Differential diagnosis
Differential diagnoses include all ocular surface and corneal diseases involving the epithelium or causing stromal ulceration: dry-eye, exposure keratitis, corneal limbal stem-cell deficiency, topical drug toxicity, contact-lens abuse, infectious keratitis, corneal dystrophies, and endothelial decompensation.
Management and treatment
Management depends on stage of the disease. In stage 1, artificial tears every 2-4 hours and lubricant ointment at night is prescribed to prevent epithelial breakdown. In addition to artificial tears and lubricant ointment, patients with stage-2 NK, are managed with corneal/scleral contact lenses and topical antibiotic eye drops. Surgery is generally reserved for refractory cases, with partial or total tarsorrhaphy being the most common procedure.
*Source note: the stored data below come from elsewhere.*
//! Batch processing: load, expand and write back translation files
//!
//! A batch is all-or-nothing with respect to parsing: every file of an
//! invocation is loaded and expanded before the first one is written, so a
//! malformed file aborts the run with nothing modified. Writes are staged as
//! temporary files first and only renamed into place once all of them exist.

use crate::error::{Error, Result};
use crate::expander::{ExpandOptions, ExpandReport, Expander};
use crate::loader::{list_files, load_file, FileFilter};
use crate::record::TranslationSet;
use crate::variations::VariationTable;
use serde::Serialize;
use std::fs::{self, File};
use std::io::{BufWriter, Write};
use std::path::{Path, PathBuf};
use tracing::{debug, info};

/// Per-file result of a batch run
#[derive(Debug, Clone, PartialEq, Eq, Serialize)]
pub struct FileStats {
    /// File that was processed
    pub file: PathBuf,
    /// Records before expansion
    pub original_count: usize,
    /// Records after expansion
    pub expanded_count: usize,
    /// Newly generated records
    pub added_count: usize,
    /// Fields copied onto existing variants
    pub backfilled_count: usize,
    /// Whether the file was rewritten
    pub written: bool,
}

/// Result of a batch run over one or more files
#[derive(Debug, Clone, Default, Serialize)]
pub struct BatchSummary {
    pub files: Vec<FileStats>,
}

impl BatchSummary {
    pub fn file_count(&self) -> usize {
        self.files.len()
    }

    pub fn total_original(&self) -> usize {
        self.files.iter().map(|f| f.original_count).sum()
    }

    pub fn total_expanded(&self) -> usize {
        self.files.iter().map(|f| f.expanded_count).sum()
    }

    pub fn total_added(&self) -> usize {
        self.files.iter().map(|f| f.added_count).sum()
    }

    pub fn total_backfilled(&self) -> usize {
        self.files.iter().map(|f| f.backfilled_count).sum()
    }

    pub fn files_written(&self) -> usize {
        self.files.iter().filter(|f| f.written).count()
    }
}

/// An expanded file waiting to be written
#[derive(Debug)]
struct Pending {
    path: PathBuf,
    translations: TranslationSet,
    report: ExpandReport,
    original_count: usize,
}

impl Pending {
    fn stats(&self, written: bool) -> FileStats {
        FileStats {
            file: self.path.clone(),
            original_count: self.original_count,
            expanded_count: self.translations.len(),
            added_count: self.report.added.len(),
            backfilled_count: self.report.backfilled_field_count(),
            written,
        }
    }
}

/// Drives loader, expander and writer over files and directories
#[derive(Debug, Clone)]
pub struct BatchProcessor<'a> {
    expander: Expander<'a>,
    filter: FileFilter,
    dry_run: bool,
}

impl<'a> BatchProcessor<'a> {
    pub fn new(table: &'a VariationTable) -> Self {
        Self {
            expander: Expander::new(table),
            filter: FileFilter::default(),
            dry_run: false,
        }
    }

    pub fn with_options(mut self, options: ExpandOptions) -> Self {
        self.expander = self.expander.with_options(options);
        self
    }

    pub fn with_filter(mut self, filter: FileFilter) -> Self {
        self.filter = filter;
        self
    }

    /// Compute statistics without writing anything
    pub fn dry_run(mut self, dry_run: bool) -> Self {
        self.dry_run = dry_run;
        self
    }

    /// Expand a single explicit file
    pub fn process_file<P: AsRef<Path>>(&self, path: P) -> Result<FileStats> {
        let pending = self.prepare(path.as_ref().to_path_buf())?;
        let mut stats = self.commit(vec![pending])?;
        stats.pop().ok_or_else(|| {
            Error::Io(std::io::Error::other("batch produced no statistics"))
        })
    }

    /// Expand every qualifying file in a directory
    pub fn process_directory<P: AsRef<Path>>(&self, dir: P) -> Result<Vec<FileStats>> {
        Ok(self.process_directories(&[dir])?.files)
    }

    /// Expand every qualifying file in each directory, in the order given
    pub fn process_directories<P: AsRef<Path>>(&self, dirs: &[P]) -> Result<BatchSummary> {
        let mut pending = Vec::new();
        for dir in dirs {
            let dir = dir.as_ref();
            let files = list_files(dir, &self.filter)?;
            info!("expanding {} files in {}", files.len(), dir.display());
            for path in files {
                pending.push(self.prepare(path)?);
            }
        }

        Ok(BatchSummary {
            files: self.commit(pending)?,
        })
    }

    fn prepare(&self, path: PathBuf) -> Result<Pending> {
        let original = load_file(&path)?;
        let (translations, report) = self.expander.expand_with_report(&original);

        if !report.skipped_without_base.is_empty() {
            debug!(
                "{}: no base record for {}",
                path.display(),
                report.skipped_without_base.join(", ")
            );
        }

        Ok(Pending {
            path,
            original_count: original.len(),
            translations,
            report,
        })
    }

    /// Stage every file next to its target, then rename them all into place
    fn commit(&self, pending: Vec<Pending>) -> Result<Vec<FileStats>> {
        if self.dry_run {
            return Ok(pending.iter().map(|file| file.stats(false)).collect());
        }

        let mut staged = Vec::with_capacity(pending.len());
        for file in &pending {
            match stage_translation_set(&file.path, &file.translations) {
                Ok(tmp_path) => staged.push(tmp_path),
                Err(e) => {
                    for tmp_path in &staged {
                        let _ = fs::remove_file(tmp_path);
                    }
                    return Err(e);
                }
            }
        }

        let mut stats = Vec::with_capacity(pending.len());
        for (file, tmp_path) in pending.iter().zip(staged) {
            fs::rename(&tmp_path, &file.path).map_err(|e| Error::FileWrite {
                path: file.path.clone(),
                source: e,
            })?;
            debug!(
                "wrote {} ({} added, {} fields back-filled)",
                file.path.display(),
                file.report.added.len(),
                file.report.backfilled_field_count()
            );
            stats.push(file.stats(true));
        }
        Ok(stats)
    }
}

/// Expand a single file with default options
pub fn process_file<P: AsRef<Path>>(path: P, table: &VariationTable) -> Result<FileStats> {
    BatchProcessor::new(table).process_file(path)
}

/// Expand every qualifying file in a directory with default options
pub fn process_directory<P: AsRef<Path>>(dir: P, table: &VariationTable) -> Result<Vec<FileStats>> {
    BatchProcessor::new(table).process_directory(dir)
}

/// Serialize a translation set with two-space indentation and replace `path`
///
/// The content goes to a sibling temporary file that is flushed to disk and
/// then renamed over the target.
pub fn write_translation_set<P: AsRef<Path>>(path: P, translations: &TranslationSet) -> Result<()> {
    let path = path.as_ref();
    let tmp_path = stage_translation_set(path, translations)?;
    fs::rename(&tmp_path, path).map_err(|e| Error::FileWrite {
        path: path.to_path_buf(),
        source: e,
    })
}

/// Write the serialized set to `.<name>.tmp` beside `path` and sync it
fn stage_translation_set(path: &Path, translations: &TranslationSet) -> Result<PathBuf> {
    let write_err = |e: std::io::Error| Error::FileWrite {
        path: path.to_path_buf(),
        source: e,
    };

    let mut content = serde_json::to_string_pretty(translations)?;
    content.push('\n');

    let file_name = path
        .file_name()
        .and_then(|n| n.to_str())
        .ok_or_else(|| write_err(std::io::Error::other("path has no file name")))?;
    let tmp_path = path.with_file_name(format!(".{}.tmp", file_name));

    let file = File::create(&tmp_path).map_err(write_err)?;
    let mut writer = BufWriter::new(file);
    writer.write_all(content.as_bytes()).map_err(write_err)?;
    let file = writer.into_inner().map_err(|e| write_err(e.into_error()))?;
    file.sync_all().map_err(write_err)?;

    Ok(tmp_path)
}
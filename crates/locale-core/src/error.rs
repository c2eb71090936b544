//! Error types for locale-core

use crate::loader::ParseContext;
use std::path::PathBuf;
use thiserror::Error;

/// Result type alias using our Error type
pub type Result<T> = std::result::Result<T, Error>;

/// Errors that can occur in locale-core
#[derive(Debug, Error)]
pub enum Error {
    /// Failed to read a file
    #[error("failed to read file '{path}': {source}")]
    FileRead {
        path: PathBuf,
        #[source]
        source: std::io::Error,
    },

    /// Failed to write a file
    #[error("failed to write file '{path}': {source}")]
    FileWrite {
        path: PathBuf,
        #[source]
        source: std::io::Error,
    },

    /// File content is not valid JSON
    #[error("invalid JSON in '{path}': {message}{}", render_context(.context))]
    InvalidFile {
        path: PathBuf,
        message: String,
        context: Option<ParseContext>,
    },

    /// File parsed but is not an array of translation records
    #[error("invalid translation record #{index} in '{path}': {message}")]
    InvalidRecord {
        path: PathBuf,
        index: usize,
        message: String,
    },

    /// Variation table is not a map of family name to variant code list
    #[error("invalid variation table '{path}': {message}")]
    InvalidVariationTable { path: PathBuf, message: String },

    /// Project configuration file could not be understood
    #[error("invalid config '{path}': {message}")]
    InvalidConfig { path: PathBuf, message: String },

    /// A content directory does not exist
    #[error("not a directory: {0}")]
    NotADirectory(PathBuf),

    /// Directory traversal error
    #[error("failed to traverse directory: {0}")]
    WalkDir(#[from] walkdir::Error),

    /// IO error
    #[error("IO error: {0}")]
    Io(#[from] std::io::Error),

    /// JSON serialization error
    #[error("JSON error: {0}")]
    Json(#[from] serde_json::Error),
}

impl Error {
    /// Suggested fixes shown to the user alongside the error
    pub fn remedies(&self) -> Vec<String> {
        match self {
            Error::FileRead { path, .. } => vec![
                format!("check that '{}' exists and is readable", path.display()),
            ],
            Error::FileWrite { path, .. } => vec![
                format!("check write permissions for '{}'", path.display()),
                "make sure no other process holds the file open".to_string(),
            ],
            Error::InvalidFile { path, .. } => vec![
                format!("fix the JSON syntax in '{}' near the marked position", path.display()),
                "look for trailing commas, missing quotes or unbalanced brackets".to_string(),
                "run `locale-cli validate` to list every malformed file at once".to_string(),
            ],
            Error::InvalidRecord { .. } => vec![
                "each file must be a JSON array of objects".to_string(),
                "every object needs string \"language\" and \"language_name\" fields".to_string(),
            ],
            Error::InvalidVariationTable { .. } => vec![
                "the variation table must map each family name to a list of locale codes"
                    .to_string(),
                "example: { \"English\": [\"en\", \"en-US\", \"en-GB\"] }".to_string(),
            ],
            Error::InvalidConfig { .. } => vec![
                "run `locale-cli init-config` to generate a fresh template".to_string(),
            ],
            Error::NotADirectory(path) => vec![
                format!("create '{}' or remove it from the configured directories", path.display()),
            ],
            Error::WalkDir(_) | Error::Io(_) => vec![
                "check that the content directories exist and are readable".to_string(),
            ],
            Error::Json(_) => Vec::new(),
        }
    }
}

fn render_context(context: &Option<ParseContext>) -> String {
    match context {
        Some(ctx) => format!("\n{}", ctx),
        None => String::new(),
    }
}
//! locale-core: Core library for expanding translation files into locale variants
//!
//! This library provides functionality to:
//! - Discover and parse translation files (JSON arrays of records keyed by `language`)
//! - Derive missing BCP-47 variant records from base records using a variation table
//! - Back-fill fields added to a base record onto its existing variants
//! - Write expanded sets back in place and validate every file in one pass

pub mod batch;
pub mod config;
pub mod error;
pub mod expander;
pub mod loader;
pub mod record;
pub mod validator;
pub mod variations;

pub use batch::{process_directory, process_file, write_translation_set, BatchProcessor, BatchSummary, FileStats};
pub use config::{ProjectConfig, CONFIG_FILE_NAME};
pub use error::{Error, Result};
pub use expander::{derive_variant, expand, ExpandOptions, ExpandReport, Expander};
pub use loader::{list_files, load_directory, load_file, parse_translation_set, FileFilter, LoadedFile, ParseContext};
pub use record::{base_code, TranslationRecord, TranslationSet};
pub use validator::{validate_directories, validate_directory, validate_file, ValidationReport, ValidationResult};
pub use variations::{VariationFamily, VariationTable};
For refractory neurotrophic corneal ulcers and severe cases with impending perforation, amniotic membrane transplantation and conjunctival flap surgery is performed, respectively. Small perforations are repaired with cyanoacrylate glue, and a soft-bandage contact lens. Frequent monitoring, ranging from every 1-2 weeks for stage 1 NK to daily for stage 3 disease, is necessary. New treatment methods (e.g. neuropeptides and nerve growth factors), aiming to restore corneal nerves and sensitivity, are currently under investigation.
Prognosis
The prognosis of NK is variable and depends on many factors. A longer duration of the disease, together with severe comorbidities, results in a poorer prognosis.